WHAT TO WORK ON
Below are records; count the lines that contain "failed" and state only that count.

---- PROVIDED DATA

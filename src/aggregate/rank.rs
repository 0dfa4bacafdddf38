//! Tier filtering, capping, size sorting and grouping for presentation.

use std::collections::BTreeMap;

use serde::{Deserialize, Serialize};

use super::SourceMode;
use crate::stream::{ClassifiedStream, QualityTier};

/// Result cap for the aggregator when third-party mode is off.
pub const AGGREGATOR_CAP: usize = 10;

/// Name of the group holding every stream.
pub const ALL_GROUP: &str = "All";

#[derive(Debug, Clone, Copy, Default, PartialEq, Eq, Serialize, Deserialize)]
pub enum SizeOrder {
    #[serde(rename = "asc")]
    Ascending,
    #[default]
    #[serde(rename = "desc")]
    Descending,
}

#[derive(Debug, Clone, Copy, PartialEq, Eq)]
pub struct RankOptions {
    pub sort: SizeOrder,
    pub include_other: bool,
    pub cap: Option<usize>,
}

impl RankOptions {
    /// Presentation rules for results produced by `mode`.
    pub fn for_mode(mode: SourceMode, sort: SizeOrder) -> Self {
        Self {
            sort,
            include_other: mode == SourceMode::DmmCache,
            cap: (mode == SourceMode::Aggregator).then_some(AGGREGATOR_CAP),
        }
    }
}

#[derive(Debug, Clone, Copy, Default, PartialEq, Eq, Serialize, Deserialize)]
pub struct TierCounts {
    #[serde(rename = "4K")]
    pub four_k: usize,
    #[serde(rename = "1080p")]
    pub full_hd: usize,
    #[serde(rename = "Other")]
    pub other: usize,
}

impl TierCounts {
    pub fn of(streams: &[ClassifiedStream]) -> Self {
        streams.iter().fold(Self::default(), |mut counts, s| {
            match s.quality_tier {
                QualityTier::FourK => counts.four_k += 1,
                QualityTier::FullHd => counts.full_hd += 1,
                QualityTier::Other => counts.other += 1,
            }
            counts
        })
    }

    pub fn total(&self) -> usize {
        self.four_k + self.full_hd + self.other
    }
}

#[derive(Debug, Clone, PartialEq, Serialize, Deserialize)]
pub struct StreamGroup {
    pub name: String,
    pub streams: Vec<ClassifiedStream>,
}

/// Final output of a search.
#[derive(Debug, Clone, PartialEq, Serialize, Deserialize)]
pub struct AggregationResult {
    pub mode: SourceMode,
    /// Ranked streams, the contents of the "All" group.
    pub streams: Vec<ClassifiedStream>,
    /// "All" first, then one group per provider name in first-seen order.
    pub groups: Vec<StreamGroup>,
    pub tier_counts: TierCounts,
    pub provider_counts: BTreeMap<String, usize>,
}

impl AggregationResult {
    pub fn empty(mode: SourceMode) -> Self {
        Self::from_ranked(mode, Vec::new())
    }

    pub fn from_ranked(mode: SourceMode, streams: Vec<ClassifiedStream>) -> Self {
        let mut groups: Vec<StreamGroup> = Vec::new();
        let mut provider_counts = BTreeMap::new();

        for stream in &streams {
            let name = stream.provider_name();
            *provider_counts.entry(name.to_string()).or_insert(0) += 1;
            match groups.iter_mut().find(|g| g.name == name) {
                Some(group) => group.streams.push(stream.clone()),
                None => groups.push(StreamGroup {
                    name: name.to_string(),
                    streams: vec![stream.clone()],
                }),
            }
        }

        groups.insert(
            0,
            StreamGroup {
                name: ALL_GROUP.to_string(),
                streams: streams.clone(),
            },
        );

        Self {
            mode,
            tier_counts: TierCounts::of(&streams),
            streams,
            groups,
            provider_counts,
        }
    }

    pub fn len(&self) -> usize {
        self.streams.len()
    }

    pub fn is_empty(&self) -> bool {
        self.streams.is_empty()
    }
}

/// Drop hidden tiers, apply the cap, then sort by size.
///
/// The cap keeps the first entries in merge order. Sorting is stable, so
/// equal sizes keep merge order too.
pub fn rank(streams: Vec<ClassifiedStream>, options: RankOptions) -> Vec<ClassifiedStream> {
    let mut ranked: Vec<ClassifiedStream> = streams
        .into_iter()
        .filter(|s| options.include_other || s.quality_tier != QualityTier::Other)
        .collect();

    if let Some(cap) = options.cap {
        ranked.truncate(cap);
    }

    match options.sort {
        SizeOrder::Ascending => ranked.sort_by_key(|s| s.size_bytes),
        SizeOrder::Descending => ranked.sort_by(|a, b| b.size_bytes.cmp(&a.size_bytes)),
    }
    ranked
}
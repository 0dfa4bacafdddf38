pub mod classify;
pub mod output;
pub mod providers;
pub mod resolve;
pub mod search;

use std::path::Path;
use std::sync::Arc;

use anyhow::{Context, Result};

use reelsource::config::{CONFIG_FILE, PROVIDERS_FILE};
use reelsource::{ProviderRegistry, Settings};

pub fn load_settings(config_dir: &Path) -> Result<Settings> {
    Settings::load_from(&config_dir.join(CONFIG_FILE))
        .with_context(|| format!("failed to load settings from {}", config_dir.display()))
}

pub fn open_registry(config_dir: &Path) -> Result<Arc<ProviderRegistry>> {
    let path = config_dir.join(PROVIDERS_FILE);
    let registry = ProviderRegistry::open_file(&path)
        .with_context(|| format!("failed to open provider registry {}", path.display()))?;
    Ok(Arc::new(registry))
}
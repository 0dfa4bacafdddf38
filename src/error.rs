//! Crate-wide error type.

use std::path::PathBuf;

use thiserror::Error;

use crate::debrid::DebridError;
use crate::fetch::FetchError;
use crate::registry::RegistryError;

/// Settings problems. Terminal for a request.
#[derive(Debug, Error)]
pub enum ConfigurationError {
    #[error("{source_name} requires a debrid credential; set debrid_token or REELSOURCE_DEBRID_TOKEN")]
    MissingCredential { source_name: &'static str },

    #[error("failed to read {path}: {source}")]
    Read {
        path: PathBuf,
        #[source]
        source: std::io::Error,
    },

    #[error("invalid TOML in {path}: {source}")]
    Parse {
        path: PathBuf,
        #[source]
        source: toml::de::Error,
    },
}

#[derive(Debug, Error)]
pub enum Error {
    #[error(transparent)]
    Configuration(#[from] ConfigurationError),

    #[error(transparent)]
    Fetch(#[from] FetchError),

    #[error(transparent)]
    Registry(#[from] RegistryError),

    #[error(transparent)]
    Debrid(#[from] DebridError),
}

pub type Result<T> = std::result::Result<T, Error>;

--------

OUTPUT OF THE EXERCISE
3